E serão os Tribunais de Contas que terão uma função preponderante nesta fiscalização e acompanhamento orçamentários. Desta forma, mister a compreensão da natureza jurídica de tais instituições, especial e principalmente após a CF/88 e da própria LRF, especialmente com a intensa discussão da realização ou não de crimes de responsabilidade da Presidente da República Dilma Roussef, ao longo do ano de 2015 e em um processo de impeachment que ainda

não se encerrou até a data de defesa desta tese, no dia 14 de julho de 2016.27

Nesse sentido, a LRF assume uma fundamental importância estabilizadora e de manutenção da confiança, o que é imprescindível à manutenção das contas públicas.
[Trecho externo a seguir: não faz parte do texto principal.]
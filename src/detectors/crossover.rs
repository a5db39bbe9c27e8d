//! Oscillator crossover detection
//!
//! Finds the most recent crossover of a fast line over a slow line (or of a
//! single line over a fixed level) inside a short recent window. Offsets are
//! walked from the latest bar backwards, so the first hit is the newest.

use std::collections::HashMap;

use serde::{Deserialize, Serialize};
use tracing::trace;

use super::helpers::DEFAULT_CROSS_WINDOW;
use crate::config::ZoneLevels;
use crate::params::{level_param, period_param, ParamMeta, ParameterizedDetector};
use crate::{
    Classification, Direction, PatternCategory, PatternDetector, PatternError, PatternId,
    PatternMatch, PatternMetadata, Period, Result, SeriesSet, Snapshot, Zone,
};

pub const STOCH_BULLISH_CROSS: PatternId = PatternId("STOCH_BULLISH_CROSS");
pub const STOCH_BEARISH_CROSS: PatternId = PatternId("STOCH_BEARISH_CROSS");
pub const MACD_BULLISH_CROSS: PatternId = PatternId("MACD_BULLISH_CROSS");
pub const MACD_BEARISH_CROSS: PatternId = PatternId("MACD_BEARISH_CROSS");
pub const MACD_ZERO_BULLISH: PatternId = PatternId("MACD_ZERO_BULLISH");
pub const MACD_ZERO_BEARISH: PatternId = PatternId("MACD_ZERO_BEARISH");
pub const DI_BULLISH_CROSS: PatternId = PatternId("DI_BULLISH_CROSS");
pub const DI_BEARISH_CROSS: PatternId = PatternId("DI_BEARISH_CROSS");

impl_with_defaults!(LevelCrossDetector);

#[derive(Debug, Clone, Copy, PartialEq, Eq, Hash, Serialize, Deserialize)]
pub enum CrossDirection {
    /// Fast at or below slow, then strictly above
    Bullish,
    /// Fast at or above slow, then strictly below
    Bearish,
}

impl CrossDirection {
    #[inline]
    fn crossed(self, fast_before: f64, slow_before: f64, fast_after: f64, slow_after: f64) -> bool {
        match self {
            CrossDirection::Bullish => fast_before <= slow_before && fast_after > slow_after,
            CrossDirection::Bearish => fast_before >= slow_before && fast_after < slow_after,
        }
    }

    pub fn direction(self) -> Direction {
        match self {
            CrossDirection::Bullish => Direction::Bullish,
            CrossDirection::Bearish => Direction::Bearish,
        }
    }
}

/// A crossover found in the recent window.
#[derive(Debug, Clone, Copy, PartialEq, Serialize)]
pub struct Crossover {
    /// Scan offset `i`: the pre-cross bar is `len - 1 - i`
    pub offset: usize,
    /// Index of the post-cross bar
    pub index: usize,
    /// Bars between the post-cross bar and the latest bar
    pub periods_ago: usize,
    pub fast: f64,
    pub slow: f64,
    /// Whether either line was in the zone at the post-cross bar
    pub in_zone: bool,
}

// ============================================================
// SCAN
// ============================================================

fn check_aligned(fast: &[f64], slow: &[f64]) -> Result<()> {
    if fast.len() != slow.len() {
        return Err(PatternError::MisalignedSeries {
            name: "slow".to_string(),
            expected: fast.len(),
            got: slow.len(),
        });
    }
    Ok(())
}

/// Most recent crossover of `fast` over `slow` in the last `window` bars.
///
/// Offsets `1..window` are examined (window capped at `len - 1`); offsets
/// with a NaN on either side are skipped. Series shorter than two values
/// have no crossover. Mismatched lengths are a caller error.
pub fn find_crossover(
    fast: &[f64],
    slow: &[f64],
    window: usize,
    direction: CrossDirection,
    zone: Option<Zone>,
) -> Result<Option<Crossover>> {
    check_aligned(fast, slow)?;
    Ok(crossings(fast.len(), window, direction, zone, |i| (fast[i], slow[i])).next())
}

/// Every crossover in the window, newest first. See [`find_crossover`].
pub fn find_crossovers(
    fast: &[f64],
    slow: &[f64],
    window: usize,
    direction: CrossDirection,
    zone: Option<Zone>,
) -> Result<Vec<Crossover>> {
    check_aligned(fast, slow)?;
    Ok(crossings(fast.len(), window, direction, zone, |i| (fast[i], slow[i])).collect())
}

/// Most recent crossing of `values` over a fixed `level`.
pub fn find_level_cross(
    values: &[f64],
    level: f64,
    window: usize,
    direction: CrossDirection,
) -> Option<Crossover> {
    crossings(values.len(), window, direction, None, |i| (values[i], level)).next()
}

/// Stochastic %K over %D in the last five bars, flagged when either line is oversold.
pub fn stochastic_bullish_crossover(k: &[f64], d: &[f64]) -> Result<Option<Crossover>> {
    find_crossover(
        k,
        d,
        DEFAULT_CROSS_WINDOW,
        CrossDirection::Bullish,
        Some(ZoneLevels::STOCHASTIC.oversold_zone()),
    )
}

fn crossings<F>(
    len: usize,
    window: usize,
    direction: CrossDirection,
    zone: Option<Zone>,
    at: F,
) -> impl Iterator<Item = Crossover>
where
    F: Fn(usize) -> (f64, f64),
{
    let window = if len < 2 { 1 } else { window.min(len - 1) };

    (1..window).filter_map(move |offset| {
        let before = len - 1 - offset;
        let (fast_before, slow_before) = at(before);
        let (fast_after, slow_after) = at(before + 1);

        if fast_before.is_nan() || slow_before.is_nan() || fast_after.is_nan() || slow_after.is_nan() {
            trace!(offset, "skipping crossover offset with missing values");
            return None;
        }

        direction
            .crossed(fast_before, slow_before, fast_after, slow_after)
            .then(|| Crossover {
                offset,
                index: before + 1,
                periods_ago: offset - 1,
                fast: fast_after,
                slow: slow_after,
                in_zone: zone.is_some_and(|z| z.contains_either(fast_after, slow_after)),
            })
    })
}

// ============================================================
// DETECTORS
// ============================================================

/// Which crossovers in the window a detector reports
#[derive(Debug, Clone, Copy, Default, PartialEq, Eq, Serialize, Deserialize)]
pub enum CrossReport {
    /// Only the newest crossover
    #[default]
    Latest,
    /// Every crossover, left to the aggregator's cap
    All,
}

/// Fast/slow line crossover (stochastic %K/%D, MACD line/signal, +DI/-DI)
#[derive(Debug, Clone, Copy)]
pub struct CrossoverDetector {
    pub pattern_id: PatternId,
    pub fast_key: &'static str,
    pub slow_key: &'static str,
    pub window: Period,
    pub direction: CrossDirection,
    pub zone: Option<Zone>,
    pub report: CrossReport,
    /// Extra column read at the crossover bar, e.g. ADX for the DI lines
    pub context_key: Option<&'static str>,
}

impl Default for CrossoverDetector {
    fn default() -> Self {
        Self::stochastic_bullish()
    }
}

impl CrossoverDetector {
    pub fn stochastic_bullish() -> Self {
        Self {
            pattern_id: STOCH_BULLISH_CROSS,
            fast_key: "stoch_k",
            slow_key: "stoch_d",
            window: Period::new_const(DEFAULT_CROSS_WINDOW),
            direction: CrossDirection::Bullish,
            zone: Some(ZoneLevels::STOCHASTIC.oversold_zone()),
            report: CrossReport::Latest,
            context_key: None,
        }
    }

    pub fn stochastic_bearish() -> Self {
        Self {
            pattern_id: STOCH_BEARISH_CROSS,
            direction: CrossDirection::Bearish,
            zone: Some(ZoneLevels::STOCHASTIC.overbought_zone()),
            ..Self::stochastic_bullish()
        }
    }

    pub fn macd_bullish() -> Self {
        Self {
            pattern_id: MACD_BULLISH_CROSS,
            fast_key: "macd_line",
            slow_key: "macd_signal",
            window: Period::new_const(DEFAULT_CROSS_WINDOW),
            direction: CrossDirection::Bullish,
            zone: None,
            report: CrossReport::All,
            context_key: None,
        }
    }

    pub fn macd_bearish() -> Self {
        Self {
            pattern_id: MACD_BEARISH_CROSS,
            direction: CrossDirection::Bearish,
            ..Self::macd_bullish()
        }
    }

    /// +DI crossing above -DI, reported with the ADX reading at the cross
    pub fn di_bullish() -> Self {
        Self {
            pattern_id: DI_BULLISH_CROSS,
            fast_key: "plus_di",
            slow_key: "minus_di",
            context_key: Some("adx"),
            ..Self::macd_bullish()
        }
    }

    pub fn di_bearish() -> Self {
        Self {
            pattern_id: DI_BEARISH_CROSS,
            direction: CrossDirection::Bearish,
            ..Self::di_bullish()
        }
    }

    /// Take the zone from oscillator levels: oversold for bullish crosses,
    /// overbought for bearish ones. Detectors without a zone are unchanged.
    pub fn with_levels(mut self, levels: ZoneLevels) -> Self {
        if self.zone.is_some() {
            self.zone = Some(match self.direction {
                CrossDirection::Bullish => levels.oversold_zone(),
                CrossDirection::Bearish => levels.overbought_zone(),
            });
        }
        self
    }

    fn to_match(&self, cross: &Crossover, series: &SeriesSet<'_>) -> PatternMatch {
        let classification = match self.zone {
            Some(_) => Classification::Zone {
                in_zone: cross.in_zone,
            },
            None => Classification::None,
        };

        let mut values = Snapshot::new()
            .with(self.fast_key, cross.fast)
            .with(self.slow_key, cross.slow);
        if let Some(key) = self.context_key {
            if let Some(&context) = series.get(key).and_then(|c| c.get(cross.index)) {
                values = values.with(key, context);
            }
        }

        PatternMatch {
            pattern_id: self.pattern_id,
            direction: self.direction.direction(),
            index: cross.index,
            classification,
            values,
        }
    }
}

impl PatternDetector for CrossoverDetector {
    fn id(&self) -> PatternId {
        self.pattern_id
    }

    fn min_len(&self) -> usize {
        2
    }

    fn detect(&self, series: &SeriesSet<'_>) -> Vec<PatternMatch> {
        let (Some(fast), Some(slow)) = (series.get(self.fast_key), series.get(self.slow_key)) else {
            return Vec::new();
        };
        // SeriesSet keeps columns aligned, so the length check cannot fail here
        let Ok(found) = find_crossovers(fast, slow, self.window.get(), self.direction, self.zone)
        else {
            return Vec::new();
        };

        let keep = match self.report {
            CrossReport::Latest => 1,
            CrossReport::All => found.len(),
        };
        found
            .iter()
            .take(keep)
            .map(|cross| self.to_match(cross, series))
            .collect()
    }

    fn validate_config(&self) -> Result<()> {
        if self.window.get() < 2 {
            return Err(PatternError::OutOfRange {
                field: "window",
                value: self.window.get() as f64,
                min: 2.0,
                max: f64::INFINITY,
            });
        }
        if let Some(zone) = self.zone {
            zone.validate()?;
        }
        Ok(())
    }

    fn metadata(&self) -> PatternMetadata {
        PatternMetadata {
            name: self.pattern_id.as_str(),
            description: "Fast/slow line crossovers in the recent window",
            category: PatternCategory::Crossover,
        }
    }
}

/// Single line crossing a fixed level in either direction (MACD zero line).
///
/// Reports the most recent bullish and the most recent bearish crossing.
#[derive(Debug, Clone, Copy)]
pub struct LevelCrossDetector {
    pub bullish_id: PatternId,
    pub bearish_id: PatternId,
    pub key: &'static str,
    pub level: f64,
    pub window: Period,
}

impl Default for LevelCrossDetector {
    fn default() -> Self {
        Self {
            bullish_id: MACD_ZERO_BULLISH,
            bearish_id: MACD_ZERO_BEARISH,
            key: "macd_line",
            level: 0.0,
            window: Period::new_const(DEFAULT_CROSS_WINDOW),
        }
    }
}

impl PatternDetector for LevelCrossDetector {
    fn id(&self) -> PatternId {
        self.bullish_id
    }

    fn min_len(&self) -> usize {
        2
    }

    fn detect(&self, series: &SeriesSet<'_>) -> Vec<PatternMatch> {
        let Some(values) = series.get(self.key) else {
            return Vec::new();
        };

        [
            (CrossDirection::Bullish, self.bullish_id),
            (CrossDirection::Bearish, self.bearish_id),
        ]
        .into_iter()
        .filter_map(|(direction, pattern_id)| {
            let cross = find_level_cross(values, self.level, self.window.get(), direction)?;
            Some(PatternMatch {
                pattern_id,
                direction: direction.direction(),
                index: cross.index,
                classification: Classification::None,
                values: Snapshot::new().with(self.key, cross.fast),
            })
        })
        .collect()
    }

    fn validate_config(&self) -> Result<()> {
        crate::Threshold::new(self.level)?;
        if self.window.get() < 2 {
            return Err(PatternError::OutOfRange {
                field: "window",
                value: self.window.get() as f64,
                min: 2.0,
                max: f64::INFINITY,
            });
        }
        Ok(())
    }

    fn metadata(&self) -> PatternMetadata {
        PatternMetadata {
            name: "Level Crossover",
            description: "Line crossing a fixed level, such as the MACD zero line",
            category: PatternCategory::Crossover,
        }
    }
}

// ============================================================
// PARAMETERIZED DETECTOR IMPLEMENTATIONS
// ============================================================

static STOCH_CROSS_PARAMS: &[ParamMeta] = &[
    ParamMeta::period("window", 5.0, (2.0, 10.0, 1.0), "Recent bars searched for a crossover"),
    ParamMeta::level("oversold", 30.0, (10.0, 40.0, 5.0), "Oversold level for either line"),
];

impl ParameterizedDetector for CrossoverDetector {
    fn param_meta() -> &'static [ParamMeta] {
        STOCH_CROSS_PARAMS
    }

    fn with_params(params: &HashMap<&str, f64>) -> Result<Self> {
        Ok(Self {
            window: period_param(params, "window", DEFAULT_CROSS_WINDOW)?,
            zone: Some(Zone::Below(
                level_param(params, "oversold", ZoneLevels::STOCHASTIC.oversold)?.get(),
            )),
            ..Self::stochastic_bullish()
        })
    }
}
Finalmente, a LRF trouxe uma maior segurança jurídica à Federação brasileira. E a segurança jurídica, além de ser um dos apanágios mais importantes de uma República, trazem certeza e uma uniformidade à linguagem. Sobre sua importância, necessária a menção a Geraldo Ataliba (2004, p.184):

O Direito é, por excelência, acima de tudo, instrumento de segurança. Ele é que assegura a governantes e governados os recíprocos direitos e deveres, tornando viável a vida social. Quanto mais segura uma sociedade, tanto mais civilizada. Seguras estão as pessoas que têm certeza de que o Direito é objetivamente um e que os comportamentos do Estado ou dos demais cidadãos dele não discreparão.

Em conclusão neste item o que observa, nos últimos anos, é uma dificuldade cada vez maior de se dilapidar grandes parcelas do tesouro nacional, em virtude desta Lei e de um maior funcionamento prático dos Tribunais de Contas, como guardiães do orçamento público que devem ser.